The Null World

A p-value is one counted number — and almost no one, including the people who report it, can say what it counts. Here is the whole thing, made of nothing but coin flips: assume nothing is going on, spin that world thousands of times, and count how often blind chance does what you saw or more. That fraction is the p-value. Watch it assemble itself.

The null-world simulator

You flipped a coin 100 times and got 60 heads. Does that prove it's biased — or is a fair coin just doing what fair coins do?

Number of flips n = 100

Heads you observed 60 of 100

35heads from a fair coin →65

fair-coin outcomes as extreme as yours, or more your result

null worlds spun

as extreme, or more

p — counted fraction

—

p — exact binomial

0.0569

A fair coin lands this far from an even split — or further — about 5.7% of the time.

That number you watched build — the orange fraction — is the entire definition: the probability that a fair coin produces a result at least this extreme.
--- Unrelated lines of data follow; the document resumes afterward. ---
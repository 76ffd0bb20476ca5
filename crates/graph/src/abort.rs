use std::sync::Arc;
use std::sync::atomic::{AtomicBool, Ordering};

#[derive(Debug, Default)]
struct AbortState {
    aborted: AtomicBool,
    finished: AtomicBool,
}

/// Control-side half of a scheduled start.
#[derive(Debug, Clone)]
pub struct AbortHandle {
    state: Arc<AbortState>,
}

/// Renderer-side half of a scheduled start.
///
/// The renderer checks [`AbortRegistration::is_aborted`] before producing any
/// sample, so an abort issued before the start time fires wins even when the
/// stop command itself is still queued.
#[derive(Debug, Clone)]
pub struct AbortRegistration {
    state: Arc<AbortState>,
}

pub fn abortable() -> (AbortHandle, AbortRegistration) {
    let state = Arc::new(AbortState::default());
    (
        AbortHandle {
            state: state.clone(),
        },
        AbortRegistration { state },
    )
}

impl AbortHandle {
    pub fn abort(&self) {
        self.state.aborted.store(true, Ordering::Release);
    }

    pub fn is_aborted(&self) -> bool {
        self.state.aborted.load(Ordering::Acquire)
    }

    /// The renderer played the registration to completion.
    pub fn is_finished(&self) -> bool {
        self.state.finished.load(Ordering::Acquire)
    }
}

impl AbortRegistration {
    pub fn is_aborted(&self) -> bool {
        self.state.aborted.load(Ordering::Acquire)
    }

    /// Mark natural completion. Ignored once aborted.
    pub fn finish(&self) {
        if !self.is_aborted() {
            self.state.finished.store(true, Ordering::Release);
        }
    }
}
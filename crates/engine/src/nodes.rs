//! Main-thread handles for nodes living on the audio thread.

use std::cell::RefCell;
use std::collections::VecDeque;
use std::rc::Rc;

use basedrop::{Collector, Owned, Shared};
use daw_graph::{
    AbortHandle, AnalyserNode, AudioArc, GainNode, GraphError, NodeId, SourceId, SourceNode,
    abortable,
};
use log::warn;

use crate::render::{Command, MAX_NODES, MAX_SOURCES, ScheduledSource};

/// Control-side end of the command queue, shared by the context and every
/// node handle it creates.
///
/// Mirrors the audio thread's occupancy so a full graph is reported to the
/// caller instead of silently dropping the command.
pub(crate) struct Link {
    pub commands: rtrb::Producer<Command>,
    pub collector: Collector,
    pub sample_rate: u32,
    pub next_id: u64,
    pub closed: bool,
    nodes: usize,
    voices: Vec<AbortHandle>,
}

impl Link {
    pub fn new(commands: rtrb::Producer<Command>, sample_rate: u32) -> Self {
        Self {
            commands,
            collector: Collector::new(),
            sample_rate,
            next_id: 0,
            closed: false,
            nodes: 0,
            voices: Vec::with_capacity(MAX_SOURCES),
        }
    }

    pub fn allocate_id(&mut self) -> u64 {
        self.next_id += 1;
        self.next_id
    }

    pub fn send(&mut self, command: Command) -> Result<(), GraphError> {
        if self.closed {
            return Err(GraphError::Closed);
        }
        self.collector.collect();
        self.commands.push(command).map_err(|_| {
            warn!("audio command queue is full");
            GraphError::QueueFull
        })
    }

    /// Send a command that adds a gain or analyser stage.
    pub fn add_node(&mut self, command: Command) -> Result<(), GraphError> {
        if self.nodes >= MAX_NODES {
            warn!("audio graph has no room for another node");
            return Err(GraphError::Capacity("too many nodes"));
        }
        self.send(command)?;
        self.nodes += 1;
        Ok(())
    }

    pub fn remove_node(&mut self, id: NodeId) {
        if self.send(Command::RemoveNode { id }).is_ok() {
            self.nodes = self.nodes.saturating_sub(1);
        }
    }

    fn has_voice_slot(&mut self) -> bool {
        self.voices
            .retain(|handle| !handle.is_finished() && !handle.is_aborted());
        self.voices.len() < MAX_SOURCES
    }
}

pub(crate) type SharedLink = Rc<RefCell<Link>>;

pub(crate) struct CpalSource {
    pub link: SharedLink,
    pub id: SourceId,
    pub output: NodeId,
    pub buffer: Option<AudioArc>,
    pub rate: f64,
    pub handle: Option<AbortHandle>,
}

impl SourceNode for CpalSource {
    fn id(&self) -> SourceId {
        self.id
    }

    fn start(&mut self, when: f64, offset: f64) -> Result<(), GraphError> {
        if self.buffer.is_none() {
            return Err(GraphError::InvalidState("source already started"));
        }

        let mut link = self.link.borrow_mut();
        if !link.has_voice_slot() {
            warn!("audio graph has no room for another source");
            return Err(GraphError::Capacity("too many sources"));
        }
        let Some(buffer) = self.buffer.take() else {
            return Err(GraphError::InvalidState("source already started"));
        };

        let device_rate = link.sample_rate as f64;
        let (handle, registration) = abortable();
        let source = ScheduledSource {
            id: self.id,
            output: self.output,
            start_frame: (when.max(0.0) * device_rate).round() as u64,
            position: offset.max(0.0) * buffer.sample_rate() as f64,
            playback_rate: self.rate,
            rate_ratio: buffer.sample_rate() as f64 / device_rate,
            buffer: Shared::new(&link.collector.handle(), buffer),
            registration,
        };
        let source = Owned::new(&link.collector.handle(), source);

        link.send(Command::StartSource(source))?;
        link.voices.push(handle.clone());
        self.handle = Some(handle);
        Ok(())
    }

    fn stop(&mut self) {
        self.buffer = None;
        if let Some(handle) = &self.handle {
            handle.abort();
        }
    }

    fn set_playback_rate(&mut self, rate: f64) {
        self.rate = rate;
        if self.handle.is_some() {
            let _ = self.link.borrow_mut().send(Command::SetRate { id: self.id, rate });
        }
    }

    fn playback_rate(&self) -> f64 {
        self.rate
    }

    fn has_ended(&self) -> bool {
        self.handle
            .as_ref()
            .is_some_and(|handle| handle.is_finished() && !handle.is_aborted())
    }
}

impl Drop for CpalSource {
    fn drop(&mut self) {
        self.stop();
    }
}

pub(crate) struct CpalGain {
    pub link: SharedLink,
    pub id: NodeId,
    pub gain: f32,
    pub connected: bool,
}

impl GainNode for CpalGain {
    fn id(&self) -> NodeId {
        self.id
    }

    fn gain(&self) -> f32 {
        self.gain
    }

    fn set_gain(&mut self, gain: f32) {
        self.gain = gain;
        if self.connected {
            let _ = self
                .link
                .borrow_mut()
                .send(Command::SetGain { id: self.id, gain });
        }
    }

    fn disconnect(&mut self) {
        if std::mem::take(&mut self.connected) {
            self.link.borrow_mut().remove_node(self.id);
        }
    }
}

impl Drop for CpalGain {
    fn drop(&mut self) {
        self.disconnect();
    }
}

pub(crate) struct CpalAnalyser {
    pub link: SharedLink,
    pub id: NodeId,
    pub frame_size: usize,
    pub tap: rtrb::Consumer<f32>,
    pub window: VecDeque<f32>,
    pub connected: bool,
}

impl AnalyserNode for CpalAnalyser {
    fn id(&self) -> NodeId {
        self.id
    }

    fn frame_size(&self) -> usize {
        self.frame_size
    }

    fn read_time_domain(&mut self, out: &mut [f32]) {
        while let Ok(sample) = self.tap.pop() {
            if self.window.len() == self.frame_size {
                self.window.pop_front();
            }
            self.window.push_back(sample);
        }

        // right-align so the newest sample is always last
        let pad = out.len().saturating_sub(self.window.len());
        out[..pad].fill(0.0);
        let skip = self.window.len().saturating_sub(out.len());
        for (slot, sample) in out[pad..].iter_mut().zip(self.window.iter().skip(skip)) {
            *slot = *sample;
        }
    }

    fn disconnect(&mut self) {
        if std::mem::take(&mut self.connected) {
            self.link.borrow_mut().remove_node(self.id);
        }
    }
}

impl Drop for CpalAnalyser {
    fn drop(&mut self) {
        self.disconnect();
    }
}

pub(crate) fn new_tap(link: &Link, frame_size: usize) -> (Owned<rtrb::Producer<f32>>, rtrb::Consumer<f32>) {
    let capacity = (link.sample_rate as usize / 4).max(frame_size);
    let (producer, consumer) = rtrb::RingBuffer::new(capacity);
    (Owned::new(&link.collector.handle(), producer), consumer)
}
impl<F: ContextFactory> Player<F> {
    pub fn new(factory: F) -> Self {
        Self::with_config(factory, EngineConfig::default())
    }

    pub fn with_config(factory: F, config: EngineConfig) -> Self {
        let volume = clamp_volume(config.initial_volume, &config).unwrap_or(0.0);
        Self {
            factory,
            config,
            state: PlayerState::Ready,
            tracks: Vec::new(),
            volume,
            pause_time: 0.0,
            resume_time: 0.0,
            session: TransportSession::Idle,
            emitter: Emitter::new(),
        }
    }

    pub fn config(&self) -> &EngineConfig {
        &self.config
    }

    pub fn state(&self) -> PlayerState {
        self.state
    }

    pub fn is_playing(&self) -> bool {
        self.state == PlayerState::Playing
    }

    pub fn add_listener(
        &self,
        kind: PlayerEventKind,
        handler: impl Fn(&PlayerEvent) + 'static,
    ) -> ListenerId {
        self.emitter.listeners().add(kind, handler)
    }

    pub fn remove_listener(&self, kind: PlayerEventKind, id: ListenerId) -> bool {
        self.emitter.listeners().remove(kind, id)
    }

    pub fn listeners(&self) -> &Listeners<PlayerEvent> {
        self.emitter.listeners()
    }

    pub fn tracks(&self) -> &[Track] {
        &self.tracks
    }

    pub fn track(&self, index: usize) -> Option<&Track> {
        self.tracks.get(index)
    }

    pub fn track_mut(&mut self, index: usize) -> Option<&mut Track> {
        self.tracks.get_mut(index)
    }

    pub fn track_by_id(&self, id: TrackId) -> Option<&Track> {
        self.tracks.iter().find(|track| track.id() == id)
    }

    pub fn track_by_id_mut(&mut self, id: TrackId) -> Option<&mut Track> {
        self.tracks.iter_mut().find(|track| track.id() == id)
    }

    pub fn track_count(&self) -> usize {
        self.tracks.len()
    }

    /// Insert a track at `index` (clamped), or append it.
    pub fn add_track(&mut self, track: Track, index: Option<usize>) -> TrackId {
        let id = track.id();
        let index = index.map_or(self.tracks.len(), |i| i.min(self.tracks.len()));
        self.tracks.insert(index, track);
        self.emitter.dispatch(&PlayerEvent::Change);
        id
    }

    /// Append an empty track using the configured overlap tolerance.
    pub fn create_track(&mut self, name: impl Into<String>) -> TrackId {
        let track = Track::new(name).with_overlap_tolerance(self.config.overlap_tolerance);
        self.add_track(track, None)
    }

    /// Replace the track at `index`, stopping the one taken out.
    pub fn set_track(&mut self, index: usize, track: Track) -> Option<Track> {
        let slot = self.tracks.get_mut(index)?;
        let mut previous = mem::replace(slot, track);
        previous.stop();
        self.emitter.dispatch(&PlayerEvent::Change);
        Some(previous)
    }

    /// Stop playback and take the track at `index` out.
    pub fn remove_track(&mut self, index: usize) -> Option<Track> {
        if index >= self.tracks.len() {
            return None;
        }
        self.stop();
        let track = self.tracks.remove(index);
        self.emitter.dispatch(&PlayerEvent::Change);
        Some(track)
    }

    /// Stop playback and swap the whole track list.
    pub fn set_tracks(&mut self, tracks: Vec<Track>) -> Vec<Track> {
        self.stop();
        let previous = mem::replace(&mut self.tracks, tracks);
        self.emitter.dispatch(&PlayerEvent::Change);
        previous
    }

    /// Longest track, ignoring tracks without a finite duration.
    pub fn total_duration(&self) -> f64 {
        self.tracks
            .iter()
            .map(Track::duration)
            .filter(|duration| duration.is_finite())
            .fold(0.0, f64::max)
    }

    pub fn volume(&self) -> f64 {
        self.volume
    }

    /// Clamped to `[0, max_volume]`; applied live to the master gain.
    pub fn set_volume(&mut self, volume: f64) {
        let Some(volume) = clamp_volume(volume, &self.config) else {
            return;
        };
        self.volume = volume;
        if let TransportSession::Active(session) = &mut self.session {
            session.master.set_gain(self.volume as f32);
        }
        self.emitter.dispatch(&PlayerEvent::VolumeChange {
            volume: self.volume,
        });
    }

    /// Timeline position in seconds.
    pub fn current_time(&self) -> f64 {
        match (&self.state, &self.session) {
            (PlayerState::Playing, TransportSession::Active(session)) => {
                let elapsed = session.context.current_time() - self.resume_time;
                (self.pause_time + elapsed)
                    .min(self.total_duration())
                    .max(0.0)
            }
            _ => self.pause_time,
        }
    }

    /// Start or resume playback from the current position.
    ///
    /// No-op while playing or without tracks. Fails only when the device
    /// cannot be opened or a track cannot start; the player is then back in
    /// `Ready` with nothing scheduled.
    pub fn play(&mut self) -> Result<(), PlayerError> {
        if self.state == PlayerState::Playing || self.tracks.is_empty() {
            return Ok(());
        }

        if self.state == PlayerState::Ready {
            self.open_session()?;
        }

        match self.start_tracks() {
            Ok(reference_time) => {
                self.resume_time = reference_time;
                self.state = PlayerState::Playing;
                debug!("transport playing from {:.3}s", self.pause_time);
                self.emitter.dispatch(&PlayerEvent::Play);
                Ok(())
            }
            Err(err) => {
                warn!("transport failed to start: {err}");
                self.close_session();
                self.state = PlayerState::Ready;
                Err(err)
            }
        }
    }

    /// Alias of [`Player::play`] for a paused transport.
    pub fn resume(&mut self) -> Result<(), PlayerError> {
        if self.state != PlayerState::Paused {
            return Ok(());
        }
        self.play()
    }

    pub fn play_from(&mut self, time: f64) -> Result<(), PlayerError> {
        self.seek(time)?;
        self.play()
    }

    /// Freeze the position and silence every track. The clock session stays
    /// open.
    pub fn pause(&mut self) {
        if self.state != PlayerState::Playing {
            return;
        }

        self.pause_time = self.current_time();
        for track in &mut self.tracks {
            track.stop();
        }
        self.state = PlayerState::Paused;
        debug!("transport paused at {:.3}s", self.pause_time);
        self.emitter.dispatch(&PlayerEvent::Pause);
    }

    /// Move the playhead. Negative times clamp to 0. While playing, every
    /// track is rescheduled against a fresh clock reading.
    pub fn seek(&mut self, time: f64) -> Result<(), PlayerError> {
        let time = if time.is_finite() { time.max(0.0) } else { 0.0 };
        self.pause_time = time;

        if self.state == PlayerState::Playing {
            if let Err(err) = self.reschedule_tracks(time) {
                warn!("transport failed to seek: {err}");
                self.stop();
                return Err(err);
            }
        }

        debug!("transport seek to {time:.3}s");
        self.emitter.dispatch(&PlayerEvent::Seek { time });
        Ok(())
    }

    /// Stop every track, release the device and rewind to 0. No-op in `Ready`.
    pub fn stop(&mut self) {
        if self.state == PlayerState::Ready {
            return;
        }

        for track in &mut self.tracks {
            track.stop();
        }
        self.close_session();
        self.pause_time = 0.0;
        self.resume_time = 0.0;
        self.state = PlayerState::Ready;
        debug!("transport stopped");
        self.emitter.dispatch(&PlayerEvent::Stop);
    }

    /// One analysis tick. Returns the current time while playing.
    ///
    /// Stops the transport (emitting a single `Stop`) once no track has
    /// anything left to render.
    pub fn poll(&mut self) -> Option<f64> {
        if self.state != PlayerState::Playing {
            return None;
        }

        for track in &mut self.tracks {
            track.poll();
        }
        if !self.tracks.iter().any(Track::is_playing) {
            debug!("transport reached the end");
            self.stop();
            return None;
        }

        let current_time = self.current_time();
        if let TransportSession::Active(session) = &self.session {
            session.analyser.invalidate();
            let frame = AnalysisFrame {
                tap: session.analyser.clone(),
            };
            self.emitter.dispatch(&PlayerEvent::TimeUpdate {
                current_time,
                frame,
            });
        }
        Some(current_time)
    }

    fn open_session(&mut self) -> Result<(), PlayerError> {
        let mut context = self
            .factory
            .open(self.config.sample_rate_hint)
            .map_err(PlayerError::Device)?;

        let graph = build_output_stage(&mut context, self.config.analyser_frame_size);
        let (mut master, analyser) = match graph {
            Ok(graph) => graph,
            Err(err) => {
                if let Err(close_err) = context.close() {
                    warn!("failed to close audio context: {close_err}");
                }
                return Err(PlayerError::Device(err));
            }
        };
        master.set_gain(self.volume as f32);

        debug!("opened audio context at {} Hz", context.sample_rate());
        self.session = TransportSession::Active(ActiveSession {
            context,
            master,
            analyser: Rc::new(AnalyserTap::new(analyser)),
        });
        Ok(())
    }

    fn close_session(&mut self) {
        let TransportSession::Active(mut session) =
            mem::replace(&mut self.session, TransportSession::Idle)
        else {
            return;
        };

        session.master.disconnect();
        session.analyser.node.borrow_mut().disconnect();
        if let Err(err) = session.context.close() {
            warn!("failed to close audio context: {err}");
        }
    }

    /// Issue a start to every track against one clock reading. Any failure
    /// stops all of them.
    fn start_tracks(&mut self) -> Result<f64, PlayerError> {
        let TransportSession::Active(session) = &mut self.session else {
            return Err(PlayerError::Device(GraphError::Closed));
        };

        let reference_time = session.context.current_time();
        let options = PlayOptions {
            output: Some(session.master.id()),
            reference_time: Some(reference_time),
            playback_start_time: self.pause_time,
        };

        let results: Vec<Result<(), TrackError>> = self
            .tracks
            .iter_mut()
            .map(|track| track.play(&mut session.context, &options))
            .collect();

        if let Some(err) = results.into_iter().find_map(Result::err) {
            for track in &mut self.tracks {
                track.stop();
            }
            return Err(err.into());
        }
        Ok(reference_time)
    }

    fn reschedule_tracks(&mut self, time: f64) -> Result<(), PlayerError> {
        let TransportSession::Active(session) = &mut self.session else {
            return Err(PlayerError::Device(GraphError::Closed));
        };

        let now = session.context.current_time();
        self.resume_time = now;
        let options = PlayOptions {
            output: Some(session.master.id()),
            reference_time: Some(now),
            playback_start_time: time,
        };

        let results: Vec<Result<(), TrackError>> = self
            .tracks
            .iter_mut()
            .map(|track| {
                if track.is_active() {
                    track.seek(&mut session.context, time, Some(now))
                } else {
                    track.play(&mut session.context, &options)
                }
            })
            .collect();

        match results.into_iter().find_map(Result::err) {
            Some(err) => Err(err.into()),
            None => Ok(()),
        }
    }
}
//! Test doubles and request fabrication.
//!
//! This module is public on purpose, the way `net/http/httptest` is: test
//! wiring should be easy to reach and look out of place anywhere else. It
//! provides two things:
//!
//! - [`request`] — build a [`Request`] by hand, optionally injecting session
//!   factories directly so a handler can be exercised without standing up a
//!   [`SessionGuard`](crate::SessionGuard). Injected accessors hand out a
//!   *fresh* session copy on every resolution and nothing closes them —
//!   fine for tests, which is exactly why this lives here and not in the
//!   guard.
//! - [`StubFactory`] — an in-memory driver double with a configurable
//!   per-operation delay and counters for copies made, closes observed, and
//!   the socket timeout applied. Stub operations sleep their full delay
//!   regardless of the recorded socket timeout, so tests that race a
//!   deadline are deterministic.

use std::sync::atomic::{AtomicBool, AtomicUsize, Ordering};
use std::sync::{Arc, Mutex};
use std::time::Duration;

use crate::db::Db;
use crate::request::Request;
use crate::session::{BoxFuture, RawDatabase, RawSession, SessionError, SessionFactory};

/// Starts building a synthetic [`Request`]. Defaults to `GET /`.
pub fn request() -> RequestBuilder {
    RequestBuilder {
        method: "GET".to_owned(),
        path: "/".to_owned(),
        headers: Vec::new(),
        body: Vec::new(),
        sessions: Vec::new(),
    }
}

/// Builder returned by [`request`].
pub struct RequestBuilder {
    method: String,
    path: String,
    headers: Vec<(String, String)>,
    body: Vec<u8>,
    sessions: Vec<(String, Arc<dyn SessionFactory>)>,
}

impl RequestBuilder {
    pub fn method(mut self, method: &str) -> Self {
        self.method = method.to_owned();
        self
    }

    pub fn path(mut self, path: &str) -> Self {
        self.path = path.to_owned();
        self
    }

    pub fn header(mut self, name: &str, value: &str) -> Self {
        self.headers.push((name.to_owned(), value.to_owned()));
        self
    }

    pub fn body(mut self, body: impl Into<Vec<u8>>) -> Self {
        self.body = body.into();
        self
    }

    /// Registers `factory` under the logical name `name`, bypassing any
    /// guard. Each resolution copies a fresh session.
    pub fn session(mut self, name: &str, factory: Arc<dyn SessionFactory>) -> Self {
        self.sessions.push((name.to_owned(), factory));
        self
    }

    pub fn build(self) -> Request {
        let mut req = Request::new(self.method, self.path, self.headers, self.body);
        for (name, factory) in self.sessions {
            let label: Arc<str> = name.clone().into();
            req.handles.insert(
                name,
                Arc::new(move || Db::new(Arc::clone(&label), factory.copy())),
            );
        }
        req
    }
}

// ── Stub driver ───────────────────────────────────────────────────────────────

struct StubState {
    op_delay: Duration,
    copies: AtomicUsize,
    closes: AtomicUsize,
    applied_timeout: Mutex<Option<Duration>>,
}

/// An in-memory [`SessionFactory`] double.
///
/// Clones share state, so a test can keep one handle for assertions while
/// the guard owns another.
#[derive(Clone)]
pub struct StubFactory {
    state: Arc<StubState>,
}

impl StubFactory {
    pub fn new() -> Self {
        Self::with_op_delay(Duration::ZERO)
    }

    /// Every ping and command on sessions from this factory takes `delay`.
    pub fn with_op_delay(delay: Duration) -> Self {
        Self {
            state: Arc::new(StubState {
                op_delay: delay,
                copies: AtomicUsize::new(0),
                closes: AtomicUsize::new(0),
                applied_timeout: Mutex::new(None),
            }),
        }
    }

    /// How many session copies were created.
    pub fn copies(&self) -> usize {
        self.state.copies.load(Ordering::SeqCst)
    }

    /// How many sessions were closed.
    pub fn closes(&self) -> usize {
        self.state.closes.load(Ordering::SeqCst)
    }

    /// The socket timeout recorded by the most recent `set_timeout`.
    pub fn applied_timeout(&self) -> Option<Duration> {
        *self.state.applied_timeout.lock().expect("stub lock poisoned")
    }
}

impl Default for StubFactory {
    fn default() -> Self {
        Self::new()
    }
}

impl SessionFactory for StubFactory {
    fn copy(&self) -> Arc<dyn RawSession> {
        self.state.copies.fetch_add(1, Ordering::SeqCst);
        Arc::new(StubSession {
            state: Arc::clone(&self.state),
            closed: Arc::new(AtomicBool::new(false)),
        })
    }
}

struct StubSession {
    state: Arc<StubState>,
    closed: Arc<AtomicBool>,
}

impl RawSession for StubSession {
    fn set_timeout(&self, timeout: Duration) {
        *self.state.applied_timeout.lock().expect("stub lock poisoned") = Some(timeout);
    }

    fn ping(&self) -> BoxFuture<'_, Result<(), SessionError>> {
        let delay = self.state.op_delay;
        let closed = Arc::clone(&self.closed);
        Box::pin(async move {
            if closed.load(Ordering::SeqCst) {
                return Err("session closed".into());
            }
            tokio::time::sleep(delay).await;
            Ok(())
        })
    }

    fn database(&self, _name: &str) -> Box<dyn RawDatabase> {
        Box::new(StubDatabase {
            state: Arc::clone(&self.state),
            closed: Arc::clone(&self.closed),
        })
    }

    fn close(&self) {
        if !self.closed.swap(true, Ordering::SeqCst) {
            self.state.closes.fetch_add(1, Ordering::SeqCst);
        }
    }
}

struct StubDatabase {
    state: Arc<StubState>,
    closed: Arc<AtomicBool>,
}

impl RawDatabase for StubDatabase {
    fn run(&self, _command: &[u8]) -> BoxFuture<'_, Result<Vec<u8>, SessionError>> {
        let delay = self.state.op_delay;
        let closed = Arc::clone(&self.closed);
        Box::pin(async move {
            if closed.load(Ordering::SeqCst) {
                return Err("session closed".into());
            }
            tokio::time::sleep(delay).await;
            Ok(Vec::new())
        })
    }
}
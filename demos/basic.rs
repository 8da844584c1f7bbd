//! Minimal lien example — an in-memory driver adapter behind a session guard.
//!
//! Run with:
//!   RUST_LOG=info cargo run --example basic
//!
//! Try:
//!   curl http://localhost:3000/
//!   curl -d 'some command' http://localhost:3000/

use std::sync::Arc;
use std::time::Duration;

use lien::{
    BoxFuture, Error, RawDatabase, RawSession, Request, ResponseWriter, Server, SessionError,
    SessionFactory, SessionGuard, SessionGuardConfig,
};

// A driver adapter is three small impls. A real one would wrap your driver's
// pool, session, and database handles; this one just answers from memory.

struct MemoryStore;
struct MemorySession;
struct MemoryDatabase;

impl SessionFactory for MemoryStore {
    fn copy(&self) -> Arc<dyn RawSession> {
        Arc::new(MemorySession)
    }
}

impl RawSession for MemorySession {
    fn set_timeout(&self, _timeout: Duration) {}

    fn ping(&self) -> BoxFuture<'_, Result<(), SessionError>> {
        Box::pin(async { Ok(()) })
    }

    fn database(&self, _name: &str) -> Box<dyn RawDatabase> {
        Box::new(MemoryDatabase)
    }

    fn close(&self) {}
}

impl RawDatabase for MemoryDatabase {
    fn run(&self, command: &[u8]) -> BoxFuture<'_, Result<Vec<u8>, SessionError>> {
        let reply = format!("ran a {}-byte command\n", command.len()).into_bytes();
        Box::pin(async move { Ok(reply) })
    }
}

#[tokio::main]
async fn main() {
    tracing_subscriber::fmt::init();

    let app = SessionGuard::new(SessionGuardConfig {
        factory: Arc::new(MemoryStore),
        database: "maindb".to_owned(),
        timeout: Duration::from_millis(500),
        handler,
    });

    Server::bind("0.0.0.0:3000")
        .serve(app)
        .await
        .expect("server error");
}

async fn handler(req: Request, w: ResponseWriter) -> Result<(), Error> {
    // Same session copy on both calls — the guard's lease guarantees it.
    let db = req.db("maindb");
    if db.ping().await.is_err() {
        w.write_header(http::StatusCode::SERVICE_UNAVAILABLE);
        return Ok(());
    }

    match db.database("demo").run(req.body()).await {
        Ok(reply) => {
            w.header("content-type", "text/plain; charset=utf-8");
            w.write(&reply)?;
        }
        Err(_) => w.write_header(http::StatusCode::INTERNAL_SERVER_ERROR),
    }
    Ok(())
}
//! Per-request registry of named session accessors.
//!
//! Each [`SessionGuard`](crate::SessionGuard) wrapping a request registers
//! one accessor under its configured logical name before the handler runs;
//! the map is only read afterwards. Stacking guards is how a process exposes
//! multiple backing stores — every guard contributes one entry and each name
//! always resolves to the same lease within a request.
//!
//! Asking for a name no guard registered is not a runtime condition, it is a
//! programming error — the code path and its middleware stack disagree about
//! configuration. [`resolve`](DbHandles::resolve) panics loudly instead of
//! letting the mistake propagate as a recoverable error.

use std::collections::HashMap;
use std::sync::Arc;

use crate::db::Db;

pub(crate) type SessionAccessor = Arc<dyn Fn() -> Db + Send + Sync>;

/// The capability map carried by every [`Request`](crate::Request).
#[derive(Clone, Default)]
pub(crate) struct DbHandles {
    map: HashMap<String, SessionAccessor>,
}

impl DbHandles {
    pub(crate) fn insert(&mut self, name: String, accessor: SessionAccessor) {
        self.map.insert(name, accessor);
    }

    /// Resolves the accessor registered under `name` and invokes it.
    ///
    /// # Panics
    ///
    /// Panics if no session guard registered `name` for this request.
    pub(crate) fn resolve(&self, name: &str) -> Db {
        match self.map.get(name) {
            Some(accessor) => accessor(),
            None => panic!(
                "no database registered under {name:?}: wrap the handler in a \
                 SessionGuard for that name"
            ),
        }
    }
}

#[cfg(test)]
mod tests {
    use super::*;
    use crate::session::SessionFactory;
    use crate::testing::StubFactory;

    #[test]
    fn resolve_invokes_the_registered_accessor() {
        let factory = StubFactory::new();
        let session = factory.copy();

        let mut handles = DbHandles::default();
        handles.insert(
            "accounts".to_owned(),
            Arc::new(move || Db::new("accounts".into(), Arc::clone(&session))),
        );

        let _db = handles.resolve("accounts");
    }

    #[test]
    #[should_panic(expected = "no database registered under \"reports\"")]
    fn resolve_unknown_name_panics_with_the_name() {
        DbHandles::default().resolve("reports");
    }
}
Written out, p = P( data this surprising given the null is true ). The simulation just counts it; the exact binomial sum (in green) is where the count is heading.

The default already hides the first surprise. 60 heads out of 100 feels obviously rigged — yet a fair coin does that or better about 5.7% of the time, a hair over the sacred 0.05 line. Nudge the slider to 62 and it slips under. The line is a convention someone chose in the 1920s, not a fact about the coin. Drag the dials and feel where "significant" actually lives.

Three things a p-value is not

Every misuse below is in textbooks, press releases, and papers. Each one is undone by a number you can recompute here.

Misreading 1 — the inverse

Not the probability the coin is fair

The p-value runs one direction: it assumes the coin is fair and asks how surprising your data is. The thing people want — the chance the coin is fair given the data — runs the other way, and you can't flip a conditional probability without a prior. (This is the exact inversion that Bayes' theorem exists to fix.)

How far apart are the two directions? A much-cited calibration (Sellke, Bayarri & Berger, 2001) gives a lower bound: even being as generous as the mathematics allows to the "it's biased" verdict, a result sitting at p = 0.05 still leaves the coin fair at least ≈ 29% of the time. Not 5%. The p-value is not your error rate.

Misreading 2 — significance is not size

Not a measure of how biased the coin is

A barely-bent coin becomes "statistically significant" if you flip it enough. Significance measures detectability — effect size tangled up with sample size — never the size of the effect alone. Hold a real bias fixed and just add flips:

significance versus sample size

A truly biased coin 52% heads

If you flip it this many times n = 100

p = 0.76 not significant

The effect never changes; only n does. A 52% coin needs about 2,400 flips before it crosses 0.05; a 51% coin, nearly 10,000. A tiny p means a detectable effect, not a big one.

Misreading 3 — the silence

p > 0.05 does not prove the coin is fair

A non-significant result is not a verdict of "no effect." It can equally mean "real effect, not enough flips to see it." Absence of evidence is not evidence of absence — and usually you cannot tell the two apart from the p-value alone.

Concretely: a coin that truly lands heads 55% of the time, flipped 50 times, fails to reach significance ≈ 92% of the time. The bias is real and sizeable; the experiment is just blind to it. Reading that silence as "the coin is fair" gets it backwards nine times in ten.

The check — show the working

Both p-values on the simulator are recomputed live, exactly. The green figure is the two-sided binomial tail — the probability mass of every outcome at least as far from an even split as yours — summed from exact binomial probabilities built up by the recurrence P(k+1) = P(k)·(n−k)/(k+1) (no normal approximation, no library). The orange figure is the Monte-Carlo estimate from the histogram you watched; it converges to the green one, which is the point: a p-value is a counted tail-fraction.

The three anchor numbers — ≈29% (Sellke–Bayarri–Berger), ≈2,400 flips for a 52% coin, ≈92% miss-rate for a 55% coin at n=50 — are each recomputed from first principles, offline, by verify-p-value.mjs (notebook in research/p-value/), and the verifier also drives this page headless to confirm the default reads 0.0569 and that the live exact value matches its own binomial sum to 6 decimals.

The conventions, named honestly. "Two-sided" has more than one definition; with a fair-coin null (p₀ = ½) the distribution is symmetric and they all agree, so the figure is unambiguous — we say so rather than hiding the choice. The 29% bound assumes a point null and equal prior odds and is a minimum over a class of alternative priors (real posteriors are often higher). The "2,400 flips" figure assumes you observe exactly the expected count, the cleanest case; real samples scatter. These are conventions of inference, not measurements of the world — flagged so you can see exactly what is claimed.